There are several Special Enrollment Periods that you can use to change your Medicare coverage. These periods vary depending on your circumstances, but they all allow you to enroll in premium Parts B and C or Medicare Advantage, as well as change from one plan to another during certain time frames.

What are my options?

There are a few different ways to get Medicare coverage. You can enroll in Original Medicare (Parts A and B), or you can sign up for a Medicare Advantage Plan, which combines Parts A and B into a private insurance plan that also typically covers prescription drugs and other health care services.

You can enroll in Medicare during your Initial Enrollment Period, which is the 7-month window that starts 3 months before you turn 65, ends the month of your birthday, and continues 3 months afterward.

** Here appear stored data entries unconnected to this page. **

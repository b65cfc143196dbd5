//! Locale and content flags of root entries

use std::fmt;
use std::str::FromStr;

/// Content flags: platform, variant and storage bits of a root block
#[derive(Debug, Clone, Copy, Default, PartialEq, Eq, Hash)]
pub struct ContentFlags(pub u32);

impl ContentFlags {
    /// No flags
    pub const NONE: u32 = 0;
    /// High resolution texture
    pub const HIGH_RES_TEXTURE: u32 = 0x0000_0001;
    /// Windows client
    pub const LOAD_ON_WINDOWS: u32 = 0x0000_0008;
    /// macOS client
    pub const LOAD_ON_MACOS: u32 = 0x0000_0010;
    /// Low violence variant
    pub const LOW_VIOLENCE: u32 = 0x0000_0080;
    /// Not loaded by the client
    pub const DO_NOT_LOAD: u32 = 0x0000_0100;
    /// Encrypted content
    pub const ENCRYPTED: u32 = 0x0800_0000;
    /// Block carries no name hashes
    pub const NO_NAME_HASH: u32 = 0x1000_0000;
    /// Bundled file
    pub const BUNDLE: u32 = 0x4000_0000;
    /// Stored without compression
    pub const NO_COMPRESSION: u32 = 0x8000_0000;

    /// Create content flags from a raw value
    pub const fn new(value: u32) -> Self {
        Self(value)
    }

    /// Raw value
    pub const fn value(self) -> u32 {
        self.0
    }

    /// Check if a flag is set
    pub const fn has(self, flag: u32) -> bool {
        (self.0 & flag) != 0
    }
}

impl fmt::Display for ContentFlags {
    fn fmt(&self, f: &mut fmt::Formatter<'_>) -> fmt::Result {
        write!(f, "0x{:08x}", self.0)
    }
}

impl From<u32> for ContentFlags {
    fn from(value: u32) -> Self {
        Self(value)
    }
}

/// Locale flags: the client locales a root block applies to
#[derive(Debug, Clone, Copy, PartialEq, Eq, Hash)]
pub struct LocaleFlags(pub u32);

impl LocaleFlags {
    /// Every locale
    pub const ALL: u32 = 0xFFFF_FFFF;
    /// No locale
    pub const NONE: u32 = 0;
    /// English (United States)
    pub const ENUS: u32 = 0x0000_0002;
    /// Korean
    pub const KOKR: u32 = 0x0000_0004;
    /// French
    pub const FRFR: u32 = 0x0000_0010;
    /// German
    pub const DEDE: u32 = 0x0000_0020;
    /// Chinese (simplified)
    pub const ZHCN: u32 = 0x0000_0040;
    /// Spanish (Spain)
    pub const ESES: u32 = 0x0000_0080;
    /// Chinese (traditional)
    pub const ZHTW: u32 = 0x0000_0100;
    /// English (Great Britain)
    pub const ENGB: u32 = 0x0000_0200;
    /// English (China)
    pub const ENCN: u32 = 0x0000_0400;
    /// English (Taiwan)
    pub const ENTW: u32 = 0x0000_0800;
    /// Spanish (Mexico)
    pub const ESMX: u32 = 0x0000_1000;
    /// Russian
    pub const RURU: u32 = 0x0000_2000;
    /// Portuguese (Brazil)
    pub const PTBR: u32 = 0x0000_4000;
    /// Italian
    pub const ITIT: u32 = 0x0000_8000;
    /// Portuguese (Portugal)
    pub const PTPT: u32 = 0x0001_0000;

    const NAMES: [(&'static str, u32); 15] = [
        ("enUS", Self::ENUS),
        ("koKR", Self::KOKR),
        ("frFR", Self::FRFR),
        ("deDE", Self::DEDE),
        ("zhCN", Self::ZHCN),
        ("esES", Self::ESES),
        ("zhTW", Self::ZHTW),
        ("enGB", Self::ENGB),
        ("enCN", Self::ENCN),
        ("enTW", Self::ENTW),
        ("esMX", Self::ESMX),
        ("ruRU", Self::RURU),
        ("ptBR", Self::PTBR),
        ("itIT", Self::ITIT),
        ("ptPT", Self::PTPT),
    ];

    /// Create locale flags from a raw value
    pub const fn new(value: u32) -> Self {
        Self(value)
    }

    /// Raw value
    pub const fn value(self) -> u32 {
        self.0
    }

    /// Check if a locale bit is set
    pub const fn has(self, locale: u32) -> bool {
        (self.0 & locale) != 0
    }

    /// Check if any locale is shared with `other`
    pub const fn matches(self, other: Self) -> bool {
        (self.0 & other.0) != 0
    }
}

impl Default for LocaleFlags {
    fn default() -> Self {
        Self(Self::ALL)
    }
}

impl fmt::Display for LocaleFlags {
    fn fmt(&self, f: &mut fmt::Formatter<'_>) -> fmt::Result {
        write!(f, "0x{:08x}", self.0)
    }
}

impl From<u32> for LocaleFlags {
    fn from(value: u32) -> Self {
        Self(value)
    }
}

impl std::ops::BitOr for LocaleFlags {
    type Output = Self;

    fn bitor(self, rhs: Self) -> Self::Output {
        Self(self.0 | rhs.0)
    }
}

/// Parses `enUS`, `all`, or a `0x` prefixed mask
impl FromStr for LocaleFlags {
    type Err = String;

    fn from_str(s: &str) -> Result<Self, Self::Err> {
        let s = s.trim();
        if s.eq_ignore_ascii_case("all") {
            return Ok(Self(Self::ALL));
        }
        if let Some(hex) = s.strip_prefix("0x").or_else(|| s.strip_prefix("0X")) {
            return u32::from_str_radix(hex, 16)
                .map(Self)
                .map_err(|e| format!("invalid locale mask '{s}': {e}"));
        }
        Self::NAMES
            .iter()
            .find(|(name, _)| name.eq_ignore_ascii_case(s))
            .map(|&(_, value)| Self(value))
            .ok_or_else(|| format!("unknown locale '{s}'"))
    }
}
//! Disk cache for CDN downloads
//!
//! Files live directly under the cache directory. `cache.meta` records one
//! `<name> <size> <md5hex>` line per file; lines are appended on insert and
//! the file is rewritten when an entry is removed. Later lines override
//! earlier ones when the log is reloaded.

use parking_lot::Mutex;
use std::collections::HashMap;
use std::fs::{self, OpenOptions};
use std::io::Write;
use std::path::{Path, PathBuf};
use tracing::{debug, warn};

use crate::error::{Result, StorageError};

/// Name of the metadata log inside the cache directory
pub const META_FILE: &str = "cache.meta";

#[derive(Debug, Clone, Copy, PartialEq, Eq)]
struct CacheMeta {
    size: u64,
    md5: [u8; 16],
}

/// Outcome of a cache lookup
#[derive(Debug, PartialEq, Eq)]
pub enum CacheLookup {
    /// Valid cached data
    Hit(Vec<u8>),
    /// Nothing cached under this name
    Miss,
    /// A cached file failed validation and was removed
    Purged,
}

/// Validated file cache
#[derive(Debug)]
pub struct DiskCache {
    dir: PathBuf,
    fast_validation: bool,
    meta: Mutex<HashMap<String, CacheMeta>>,
}

impl DiskCache {
    /// Open or create a cache directory and load its metadata
    pub fn open(dir: impl Into<PathBuf>, fast_validation: bool) -> Result<Self> {
        let dir = dir.into();
        fs::create_dir_all(&dir)?;

        let meta = match fs::read_to_string(dir.join(META_FILE)) {
            Ok(text) => parse_meta(&text),
            Err(e) if e.kind() == std::io::ErrorKind::NotFound => HashMap::new(),
            Err(e) => return Err(e.into()),
        };
        debug!("opened cache {} with {} entries", dir.display(), meta.len());

        Ok(Self {
            dir,
            fast_validation,
            meta: Mutex::new(meta),
        })
    }

    /// Cache directory
    pub fn dir(&self) -> &Path {
        &self.dir
    }

    /// Number of recorded entries
    pub fn len(&self) -> usize {
        self.meta.lock().len()
    }

    /// Whether nothing is recorded
    pub fn is_empty(&self) -> bool {
        self.meta.lock().is_empty()
    }

    /// Whether `name` has a metadata record
    pub fn contains(&self, name: &str) -> bool {
        self.meta.lock().contains_key(name)
    }

    /// Read and validate a cached file
    ///
    /// The size is always checked; the MD5 is checked unless fast validation
    /// is enabled. Invalid files are removed and reported as
    /// [`CacheLookup::Purged`].
    pub fn get(&self, name: &str) -> Result<CacheLookup> {
        check_name(name)?;
        let Some(meta) = self.meta.lock().get(name).copied() else {
            return Ok(CacheLookup::Miss);
        };

        let data = match fs::read(self.dir.join(name)) {
            Ok(data) => data,
            Err(e) if e.kind() == std::io::ErrorKind::NotFound => {
                warn!("cache file {} is missing", name);
                self.remove(name)?;
                return Ok(CacheLookup::Purged);
            }
            Err(e) => return Err(e.into()),
        };

        let valid = data.len() as u64 == meta.size
            && (self.fast_validation || md5::compute(&data).0 == meta.md5);
        if !valid {
            warn!("cache file {} failed validation, purging", name);
            self.remove(name)?;
            return Ok(CacheLookup::Purged);
        }

        Ok(CacheLookup::Hit(data))
    }

    /// Store `data` under `name`
    pub fn insert(&self, name: &str, data: &[u8]) -> Result<()> {
        check_name(name)?;
        let meta = CacheMeta {
            size: data.len() as u64,
            md5: md5::compute(data).0,
        };

        let mut map = self.meta.lock();
        fs::write(self.dir.join(name), data)?;

        let mut log = OpenOptions::new()
            .create(true)
            .append(true)
            .open(self.dir.join(META_FILE))?;
        writeln!(log, "{}", format_line(name, &meta))?;

        map.insert(name.to_string(), meta);
        Ok(())
    }

    /// Remove `name` and rewrite the metadata log
    pub fn remove(&self, name: &str) -> Result<()> {
        check_name(name)?;
        let mut map = self.meta.lock();

        match fs::remove_file(self.dir.join(name)) {
            Ok(()) => {}
            Err(e) if e.kind() == std::io::ErrorKind::NotFound => {}
            Err(e) => return Err(e.into()),
        }

        if map.remove(name).is_some() {
            let mut names: Vec<_> = map.keys().collect();
            names.sort();
            let mut text = String::new();
            for key in names {
                text.push_str(&format_line(key, &map[key]));
                text.push('\n');
            }
            fs::write(self.dir.join(META_FILE), text)?;
        }
        Ok(())
    }
}

fn check_name(name: &str) -> Result<()> {
    let valid = !name.is_empty()
        && name != META_FILE
        && !name.starts_with('.')
        && name
            .bytes()
            .all(|b| b.is_ascii_alphanumeric() || b == b'.' || b == b'-' || b == b'_');
    if valid {
        Ok(())
    } else {
        Err(StorageError::InvalidConfig(format!(
            "invalid cache entry name '{name}'"
        )))
    }
}

fn format_line(name: &str, meta: &CacheMeta) -> String {
    format!("{} {} {}", name, meta.size, hex::encode(meta.md5))
}

fn parse_meta(text: &str) -> HashMap<String, CacheMeta> {
    let mut map = HashMap::new();
    for (number, line) in text.lines().enumerate() {
        let line = line.trim();
        if line.is_empty() {
            continue;
        }
        let parsed = parse_meta_line(line);

        match parsed {
            Some((name, meta)) => {
                map.insert(name, meta);
            }
            None => warn!("skipping malformed {} line {}", META_FILE, number + 1),
        }
    }
    map
}

fn parse_meta_line(line: &str) -> Option<(String, CacheMeta)> {
    let mut fields = line.split_whitespace();
    let name = fields.next()?;
    let size = fields.next()?.parse().ok()?;
    let md5 = <[u8; 16]>::try_from(hex::decode(fields.next()?).ok()?).ok()?;
    fields
        .next()
        .is_none()
        .then(|| (name.to_string(), CacheMeta { size, md5 }))
}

It’s also possible to get Medicare benefits earlier if you have a disability, end-stage renal disease, or amyotrophic lateral sclerosis (ALS, Lou Gehrig’s Disease).

If you miss the Initial Enrollment Period or are still working and covered by an employer group health plan, you can still sign up for Medicare during the General Enrollment period between January 1 and March 31 each year. Your coverage will then begin July 1. You may be charged a 10% surcharge for each year you sign up for Part B after your Initial Enrollment Period.

If you’re already enrolled in a Medicare Advantage Plan and want to change your plan, you can do so during the Annual Enrollment Period from Oct. 15 – Dec. 7. You may be subject to a late enrollment penalty for changing plans, however, unless your current plan is no longer accepting new members or you lose your Medicaid eligibility. Learn more about Medicare and its special enrollment periods to understand when you can change your plan or add or drop coverage. A licensed Medicare agent can help you decide the best options for your unique situation. Find one in your area.